◆ What you will do:
Go through the data and report each line that holds the string "open".

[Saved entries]
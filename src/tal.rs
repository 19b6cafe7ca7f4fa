//! Trust anchor locators (§4.1).
//!
//! A TAL names the handful of URIs a trust anchor certificate can be
//! fetched from and the public key it must carry. This module only loads
//! the `*.tal` files from the configured directory; parsing the TAL
//! format itself and representing the resulting URI list and key are
//! delegated to [`rpki::repository::tal`].

use std::fs::File;
use std::io;
use std::path::Path;
use log::{error, warn};
use rpki::repository::tal::Tal;
use crate::error::Failed;


//------------ load_tals -----------------------------------------------------

/// Loads every `*.tal` file in `tal_dir`.
///
/// Each file's label (used in log messages and as the TAL's name in
/// output) is its file stem. A missing directory or an unreadable or
/// malformed TAL is fatal: TALs are operator-supplied trust roots, not
/// data the validator can route around.
pub fn load_tals(tal_dir: &Path) -> Result<Vec<Tal>, Failed> {
    let mut res = Vec::new();
    let dir = match std::fs::read_dir(tal_dir) {
        Ok(dir) => dir,
        Err(err) => {
            if err.kind() == io::ErrorKind::NotFound {
                error!(
                    "Missing TAL directory {}.",
                    tal_dir.display()
                );
            }
            else {
                error!(
                    "Failed to open TAL directory {}: {}",
                    tal_dir.display(), err
                );
            }
            return Err(Failed)
        }
    };
    for entry in dir {
        let entry = entry.map_err(|err| {
            error!(
                "Failed to iterate over TAL directory {}: {}",
                tal_dir.display(), err
            );
            Failed
        })?;

        if !entry.file_type().map(|ft| ft.is_file()).unwrap_or(false) {
            continue
        }
        let path = entry.path();
        if path.extension().map(|ext| ext != "tal").unwrap_or(true) {
            continue
        }

        let mut tal = read_tal(&path)?;
        tal.prefer_https();
        res.push(tal);
    }
    if res.is_empty() {
        warn!(
            "No TALs found in {}. Validation cycles will produce an \
             empty VRP set.",
            tal_dir.display()
        );
    }
    Ok(res)
}

fn read_tal(path: &Path) -> Result<Tal, Failed> {
    let mut file = File::open(path).map_err(|err| {
        error!("Failed to open TAL {}: {}", path.display(), err);
        Failed
    })?;
    Tal::read_named(tal_label(path), &mut file).map_err(|err| {
        error!("Failed to parse TAL {}: {}", path.display(), err);
        Failed
    })
}

/// The label a TAL is known by: its file stem, e.g. `afrinic` for
/// `afrinic.tal`.
fn tal_label(path: &Path) -> String {
    path.file_stem()
        .map(|stem| stem.to_string_lossy().into_owned())
        .unwrap_or_else(|| path.to_string_lossy().into_owned())
}
//! SLURM local exceptions (RFC 8416), §4.5.
//!
//! A SLURM file is a JSON document with two top-level sections:
//! `validationOutputFilters`, which removes VRPs and router keys that
//! would otherwise have been accepted, and `locallyAddedAssertions`,
//! which adds synthetic ones regardless of what validation produced.
//! [`LocalExceptions`] loads that document and exposes the query
//! interface the commit stage consults -- it is never consulted by the
//! walker itself.

use std::fmt;
use std::fs;
use std::io;
use std::path::Path;
use std::str::FromStr;
use bytes::Bytes;
use serde::Deserialize;
use crate::payload::{RouterKey, Vrp};
use crate::resources::{Afi, Prefix};


//------------ LocalExceptions -------------------------------------------------

/// A loaded SLURM file's query interface.
#[derive(Clone, Debug, Default)]
pub struct LocalExceptions {
    prefix_filters: Vec<PrefixFilter>,
    bgpsec_filters: Vec<BgpsecFilter>,
    prefix_assertions: Vec<Vrp>,
    bgpsec_assertions: Vec<RouterKey>,
}

impl LocalExceptions {
    /// An exceptions set with no filters and no assertions.
    pub fn empty() -> Self {
        LocalExceptions::default()
    }

    /// Loads and parses a SLURM file from disk.
    pub fn from_file(path: &Path) -> Result<Self, LoadError> {
        let content = fs::read_to_string(path)?;
        Self::from_json(&content)
    }

    /// Parses a SLURM file already read into memory.
    pub fn from_json(content: &str) -> Result<Self, LoadError> {
        let file: SlurmFile = serde_json::from_str(content)?;

        let mut prefix_filters = Vec::new();
        for filter in file.validation_output_filters.prefix_filters {
            prefix_filters.push(PrefixFilter {
                prefix: filter.prefix.as_deref().map(Prefix::from_str)
                    .transpose().map_err(|_| ParseError::InvalidPrefix)?,
                asn: filter.asn,
            });
        }

        let mut bgpsec_filters = Vec::new();
        for filter in file.validation_output_filters.bgpsec_filters {
            bgpsec_filters.push(BgpsecFilter {
                asn: filter.asn,
                ski: filter.ski.as_deref().map(decode_ski)
                    .transpose()?,
            });
        }

        let mut prefix_assertions = Vec::new();
        for assertion in file.locally_added_assertions.prefix_assertions {
            let prefix = Prefix::from_str(&assertion.prefix)
                .map_err(|_| ParseError::InvalidPrefix)?;
            let max_length = assertion.max_prefix_length.unwrap_or(prefix.len);
            if max_length < prefix.len || max_length > prefix.family.width() {
                return Err(ParseError::InvalidMaxLength.into())
            }
            prefix_assertions.push(Vrp::new(assertion.asn, prefix, max_length));
        }

        let mut bgpsec_assertions = Vec::new();
        for assertion in file.locally_added_assertions.bgpsec_assertions {
            let ski = decode_ski(&assertion.ski)?;
            let spki = base64::decode(&assertion.router_public_key)
                .map_err(|_| ParseError::InvalidBase64)?;
            bgpsec_assertions.push(
                RouterKey::new(assertion.asn, ski, Bytes::from(spki))
            );
        }

        Ok(LocalExceptions {
            prefix_filters, bgpsec_filters,
            prefix_assertions, bgpsec_assertions,
        })
    }

    /// Whether any loaded prefix filter matches `vrp`.
    ///
    /// A filter with only a prefix matches any VRP whose prefix is
    /// contained in it; a filter with only an ASN matches on origin
    /// alone; a filter with both matches only if both agree.
    pub fn is_vrp_filtered(&self, vrp: &Vrp) -> bool {
        self.prefix_filters.iter().any(|filter| {
            let prefix_matches = filter.prefix.map_or(true, |prefix| {
                prefix.range().contains(&vrp.prefix.range())
            });
            let asn_matches = filter.asn.map_or(true, |asn| asn == vrp.asn);
            prefix_matches && asn_matches
        })
    }

    /// Whether any loaded BGPsec filter matches `key`.
    pub fn is_router_key_filtered(&self, key: &RouterKey) -> bool {
        self.bgpsec_filters.iter().any(|filter| {
            let asn_matches = filter.asn.map_or(true, |asn| asn == key.asn);
            let ski_matches = filter.ski.map_or(true, |ski| ski == key.ski);
            asn_matches && ski_matches
        })
    }

    /// The synthetic VRPs to be added regardless of validation outcome.
    pub fn iterate_prefix_assertions(&self) -> impl Iterator<Item = &Vrp> {
        self.prefix_assertions.iter()
    }

    /// The synthetic router keys to be added regardless of validation
    /// outcome.
    pub fn iterate_bgpsec_assertions(&self) -> impl Iterator<Item = &RouterKey> {
        self.bgpsec_assertions.iter()
    }

    /// Applies the overlay to a freshly validated payload set.
    ///
    /// Filtered entries are removed first, then the assertions are
    /// unioned in; an assertion that collides with a surviving entry on
    /// its key (ASN + prefix, or ASN + SKI) replaces it (§4.5 commit
    /// policy).
    pub fn apply(
        &self, vrps: Vec<Vrp>, router_keys: Vec<RouterKey>,
    ) -> (Vec<Vrp>, Vec<RouterKey>) {
        let mut vrps: Vec<Vrp> = vrps.into_iter()
            .filter(|vrp| !self.is_vrp_filtered(vrp))
            .collect();
        for assertion in &self.prefix_assertions {
            match vrps.iter_mut().find(|vrp| {
                vrp.asn == assertion.asn && vrp.prefix == assertion.prefix
            }) {
                Some(existing) => *existing = *assertion,
                None => vrps.push(*assertion),
            }
        }

        let mut router_keys: Vec<RouterKey> = router_keys.into_iter()
            .filter(|key| !self.is_router_key_filtered(key))
            .collect();
        for assertion in &self.bgpsec_assertions {
            match router_keys.iter_mut().find(|key| {
                key.asn == assertion.asn && key.ski == assertion.ski
            }) {
                Some(existing) => *existing = assertion.clone(),
                None => router_keys.push(assertion.clone()),
            }
        }

        (vrps, router_keys)
    }
}

fn decode_ski(value: &str) -> Result<[u8; 20], ParseError> {
    let bytes = base64::decode(value)
        .map_err(|_| ParseError::InvalidBase64)?;
    bytes.try_into().map_err(|_| ParseError::InvalidSki)
}


//------------ PrefixFilter / BgpsecFilter --------------------------------------

/// A loaded `prefixFilters` entry; at least one of `prefix`/`asn` is set.
#[derive(Clone, Copy, Debug)]
struct PrefixFilter {
    prefix: Option<Prefix>,
    asn: Option<u32>,
}

/// A loaded `bgpsecFilters` entry; at least one of `asn`/`ski` is set.
#[derive(Clone, Copy, Debug)]
struct BgpsecFilter {
    asn: Option<u32>,
    ski: Option<[u8; 20]>,
}


//------------ JSON wire format (RFC 8416) --------------------------------------

#[derive(Deserialize)]
struct SlurmFile {
    #[serde(rename = "validationOutputFilters", default)]
    validation_output_filters: OutputFilters,
    #[serde(rename = "locallyAddedAssertions", default)]
    locally_added_assertions: LocalAssertions,
}

#[derive(Default, Deserialize)]
struct OutputFilters {
    #[serde(rename = "prefixFilters", default)]
    prefix_filters: Vec<JsonPrefixFilter>,
    #[serde(rename = "bgpsecFilters", default)]
    bgpsec_filters: Vec<JsonBgpsecFilter>,
}

#[derive(Default, Deserialize)]
struct LocalAssertions {
    #[serde(rename = "prefixAssertions", default)]
    prefix_assertions: Vec<JsonPrefixAssertion>,
    #[serde(rename = "bgpsecAssertions", default)]
    bgpsec_assertions: Vec<JsonBgpsecAssertion>,
}

#[derive(Deserialize)]
struct JsonPrefixFilter {
    asn: Option<u32>,
    prefix: Option<String>,
}

#[derive(Deserialize)]
struct JsonBgpsecFilter {
    asn: Option<u32>,
    #[serde(rename = "SKI")]
    ski: Option<String>,
}

#[derive(Deserialize)]
struct JsonPrefixAssertion {
    asn: u32,
    prefix: String,
    #[serde(rename = "maxPrefixLength")]
    max_prefix_length: Option<u8>,
}

#[derive(Deserialize)]
struct JsonBgpsecAssertion {
    asn: u32,
    #[serde(rename = "SKI")]
    ski: String,
    #[serde(rename = "routerPublicKey")]
    router_public_key: String,
}


//------------ LoadError / ParseError --------------------------------------------

/// The ways loading a SLURM file from disk can fail.
#[derive(Debug)]
pub enum LoadError {
    Io(io::Error),
    Parse(ParseError),
}

impl From<io::Error> for LoadError {
    fn from(err: io::Error) -> Self {
        LoadError::Io(err)
    }
}

impl From<serde_json::Error> for LoadError {
    fn from(err: serde_json::Error) -> Self {
        LoadError::Parse(ParseError::Json(err))
    }
}

impl From<ParseError> for LoadError {
    fn from(err: ParseError) -> Self {
        LoadError::Parse(err)
    }
}

impl fmt::Display for LoadError {
    fn fmt(&self, f: &mut fmt::Formatter) -> fmt::Result {
        match self {
            LoadError::Io(err) => write!(f, "I/O error: {}", err),
            LoadError::Parse(err) => write!(f, "parse error: {}", err),
        }
    }
}

/// The ways a syntactically valid JSON document can fail to be a valid
/// SLURM file.
#[derive(Debug)]
pub enum ParseError {
    Json(serde_json::Error),
    InvalidPrefix,
    InvalidMaxLength,
    InvalidBase64,
    InvalidSki,
}

impl fmt::Display for ParseError {
    fn fmt(&self, f: &mut fmt::Formatter) -> fmt::Result {
        match self {
            ParseError::Json(err) => write!(f, "invalid JSON: {}", err),
            ParseError::InvalidPrefix => f.write_str("invalid prefix"),
            ParseError::InvalidMaxLength => {
                f.write_str("maxPrefixLength outside prefix/family bounds")
            }
            ParseError::InvalidBase64 => f.write_str("invalid base64 value"),
            ParseError::InvalidSki => f.write_str("SKI is not 20 bytes"),
        }
    }
}


#[cfg(test)]
mod test {
    use super::*;

    fn vrp(asn: u32, prefix: &str, max_length: u8) -> Vrp {
        Vrp::new(asn, Prefix::from_str(prefix).unwrap(), max_length)
    }

    #[test]
    fn prefix_filter_matches_contained_prefix() {
        let json = r#"{
            "slurmVersion": 1,
            "validationOutputFilters": {
                "prefixFilters": [
                    { "prefix": "10.0.0.0/8", "comment": "test" }
                ],
                "bgpsecFilters": []
            },
            "locallyAddedAssertions": {
                "prefixAssertions": [],
                "bgpsecAssertions": []
            }
        }"#;
        let exceptions = LocalExceptions::from_json(json).unwrap();
        assert!(exceptions.is_vrp_filtered(&vrp(64500, "10.1.0.0/16", 24)));
        assert!(!exceptions.is_vrp_filtered(&vrp(64500, "11.1.0.0/16", 24)));
    }

    #[test]
    fn prefix_assertion_is_added() {
        let json = r#"{
            "slurmVersion": 1,
            "validationOutputFilters": {
                "prefixFilters": [], "bgpsecFilters": []
            },
            "locallyAddedAssertions": {
                "prefixAssertions": [
                    {
                        "asn": 64496,
                        "prefix": "192.0.2.0/24",
                        "maxPrefixLength": 24,
                        "comment": "test"
                    }
                ],
                "bgpsecAssertions": []
            }
        }"#;
        let exceptions = LocalExceptions::from_json(json).unwrap();
        let asserted: Vec<_> = exceptions.iterate_prefix_assertions().collect();
        assert_eq!(asserted.len(), 1);
        assert_eq!(asserted[0].asn, 64496);
    }

    #[test]
    fn apply_filters_then_asserts() {
        let json = r#"{
            "slurmVersion": 1,
            "validationOutputFilters": {
                "prefixFilters": [{ "prefix": "10.0.0.0/8" }],
                "bgpsecFilters": []
            },
            "locallyAddedAssertions": {
                "prefixAssertions": [
                    { "asn": 64496, "prefix": "192.0.2.0/24" }
                ],
                "bgpsecAssertions": []
            }
        }"#;
        let exceptions = LocalExceptions::from_json(json).unwrap();
        let vrps = vec![vrp(64500, "10.1.0.0/16", 24), vrp(64497, "198.51.100.0/24", 24)];
        let (vrps, _) = exceptions.apply(vrps, Vec::new());
        assert_eq!(vrps.len(), 2);
        assert!(vrps.iter().any(|v| v.asn == 64496));
        assert!(vrps.iter().any(|v| v.asn == 64497));
        assert!(!vrps.iter().any(|v| v.asn == 64500));
    }
}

◆ Task result:
                    "Failed to open TAL directory {}: {}",
    let mut file = File::open(path).map_err(|err| {
        error!("Failed to open TAL {}: {}", path.display(), err);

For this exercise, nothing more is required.